TASK BRIEF ▸
Copy every line from the records that holds the word "scripted".

(Dataset entries)
────

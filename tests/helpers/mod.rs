// SPDX-FileCopyrightText: 2025 Semiotic AI, Inc.
//
// SPDX-License-Identifier: Apache-2.0

//! Test helpers for transferscan integration tests
//!
//! Provides mock implementations of the collaborator traits so scans and
//! statistics passes run against scripted fixtures instead of a real
//! blockchain connection.

// Each integration test binary compiles this module but uses its own
// subset of the helpers.
#![allow(dead_code)]

use std::collections::HashMap;
use std::sync::Mutex;

use alloy_primitives::{Address, BlockNumber, LogData, B256, U256};
use alloy_rpc_types::Log;
use async_trait::async_trait;
use chrono::{DateTime, Utc};
use transferscan::errors::{MetadataError, ProviderError};
use transferscan::{ChainClient, CollectionDetails, CollectionMetadata, TRANSFER_EVENT_SIGNATURE};

/// Mock ChainClient backed by a fixed log set and a linear block clock.
///
/// Timestamps grow linearly from a genesis timestamp, which is enough for
/// the estimator's interpolation to converge exactly. `transfer_logs`
/// returns the subset of the scripted logs matching the contract and block
/// range, and optionally simulates a provider page ceiling.
///
/// # Example
///
/// ```rust,ignore
/// let client = MockChainClient::new(50_000)
///     .with_block_time(1_600_000_000, 13)
///     .with_logs(vec![transfer_log(contract, 120, 0, alice, bob, 7)])
///     .with_page_limit(40);
/// ```
pub struct MockChainClient {
    head: BlockNumber,
    genesis_timestamp: u64,
    block_time: u64,
    logs: Vec<Log>,
    page_limit: Option<usize>,
    fail_logs: bool,
    fetched: Mutex<Vec<(BlockNumber, BlockNumber)>>,
}

impl MockChainClient {
    /// Create a client whose chain head is `head`, with a 12-second block
    /// clock starting at timestamp 0 and no logs.
    pub fn new(head: BlockNumber) -> Self {
        Self {
            head,
            genesis_timestamp: 0,
            block_time: 12,
            logs: Vec::new(),
            page_limit: None,
            fail_logs: false,
            fetched: Mutex::new(Vec::new()),
        }
    }

    /// Set the linear block clock: block `h` carries timestamp
    /// `genesis + h * seconds_per_block`.
    pub fn with_block_time(mut self, genesis_timestamp: u64, seconds_per_block: u64) -> Self {
        self.genesis_timestamp = genesis_timestamp;
        self.block_time = seconds_per_block;
        self
    }

    /// Set the logs the client will serve.
    pub fn with_logs(mut self, logs: Vec<Log>) -> Self {
        self.logs = logs;
        self
    }

    /// Simulate a provider page ceiling: any range matching more than
    /// `limit` logs fails with `ResultTooLarge` instead of returning them.
    pub fn with_page_limit(mut self, limit: usize) -> Self {
        self.page_limit = Some(limit);
        self
    }

    /// Make every log fetch fail with a network error.
    pub fn with_failing_logs(mut self) -> Self {
        self.fail_logs = true;
        self
    }

    /// The `(from_block, to_block)` ranges of every log fetch attempted so
    /// far, in call order — including ones that hit the page ceiling.
    pub fn fetched_ranges(&self) -> Vec<(BlockNumber, BlockNumber)> {
        self.fetched.lock().unwrap().clone()
    }

    /// Timestamp the linear clock assigns to `height`.
    pub fn timestamp_of(&self, height: BlockNumber) -> u64 {
        self.genesis_timestamp + height * self.block_time
    }
}

#[async_trait]
impl ChainClient for MockChainClient {
    async fn chain_head(&self) -> Result<BlockNumber, ProviderError> {
        Ok(self.head)
    }

    async fn block_timestamp(&self, height: BlockNumber) -> Result<u64, ProviderError> {
        if height == 0 || height > self.head {
            return Err(ProviderError::BlockNotFound {
                block_number: height,
            });
        }
        Ok(self.timestamp_of(height))
    }

    async fn transfer_logs(
        &self,
        contract: Address,
        from_block: BlockNumber,
        to_block: BlockNumber,
    ) -> Result<Vec<Log>, ProviderError> {
        self.fetched.lock().unwrap().push((from_block, to_block));

        if self.fail_logs {
            return Err(ProviderError::network(
                format!("logs {from_block}-{to_block}"),
                std::io::Error::new(std::io::ErrorKind::ConnectionReset, "scripted failure"),
            ));
        }

        let matched: Vec<Log> = self
            .logs
            .iter()
            .filter(|log| {
                log.address() == contract
                    && log
                        .block_number
                        .is_some_and(|b| b >= from_block && b <= to_block)
            })
            .cloned()
            .collect();

        if self.page_limit.is_some_and(|limit| matched.len() > limit) {
            return Err(ProviderError::result_too_large(format!(
                "logs {from_block}-{to_block}"
            )));
        }
        Ok(matched)
    }
}

/// Mock CollectionMetadata over a fixed address table.
#[derive(Default)]
pub struct MockMetadata {
    details: HashMap<Address, CollectionDetails>,
}

impl MockMetadata {
    pub fn new() -> Self {
        Self::default()
    }

    /// Register a collection with a name and creation timestamp.
    pub fn with_collection(
        mut self,
        contract: Address,
        name: &str,
        created_at: DateTime<Utc>,
    ) -> Self {
        self.details.insert(
            contract,
            CollectionDetails {
                name: name.to_string(),
                slug: name.to_lowercase().replace(' ', "-"),
                created_at,
            },
        );
        self
    }
}

#[async_trait]
impl CollectionMetadata for MockMetadata {
    async fn collection_details(
        &self,
        contract: Address,
    ) -> Result<CollectionDetails, MetadataError> {
        self.details
            .get(&contract)
            .cloned()
            .ok_or(MetadataError::UnknownContract {
                contract_address: contract,
            })
    }
}

/// Build a well-formed ERC-721 Transfer log.
pub fn transfer_log(
    contract: Address,
    block: BlockNumber,
    log_index: u64,
    from: Address,
    to: Address,
    token_id: u64,
) -> Log {
    let topics = vec![
        TRANSFER_EVENT_SIGNATURE,
        from.into_word(),
        to.into_word(),
        B256::from(U256::from(token_id)),
    ];
    let mut tx_hash = [0u8; 32];
    tx_hash[..8].copy_from_slice(&block.to_be_bytes());
    tx_hash[8..16].copy_from_slice(&log_index.to_be_bytes());

    Log {
        inner: alloy_primitives::Log {
            address: contract,
            data: LogData::new(topics, Default::default()).unwrap(),
        },
        block_hash: Some(B256::ZERO),
        block_number: Some(block),
        block_timestamp: None,
        transaction_hash: Some(B256::from(tx_hash)),
        transaction_index: Some(0),
        log_index: Some(log_index),
        removed: false,
    }
}

/// Build a Transfer-like log with a malformed topic list (ERC-20 shape).
pub fn malformed_log(contract: Address, block: BlockNumber, log_index: u64) -> Log {
    let topics = vec![
        TRANSFER_EVENT_SIGNATURE,
        Address::ZERO.into_word(),
        Address::ZERO.into_word(),
    ];
    Log {
        inner: alloy_primitives::Log {
            address: contract,
            data: LogData::new(topics, Default::default()).unwrap(),
        },
        block_hash: Some(B256::ZERO),
        block_number: Some(block),
        block_timestamp: None,
        transaction_hash: Some(B256::repeat_byte(0xfe)),
        transaction_index: Some(0),
        log_index: Some(log_index),
        removed: false,
    }
}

────

TASK RESULT ▸
//! statistics passes run against scripted fixtures instead of a real
/// returns the subset of the scripted logs matching the contract and block
                std::io::Error::new(std::io::ErrorKind::ConnectionReset, "scripted failure"),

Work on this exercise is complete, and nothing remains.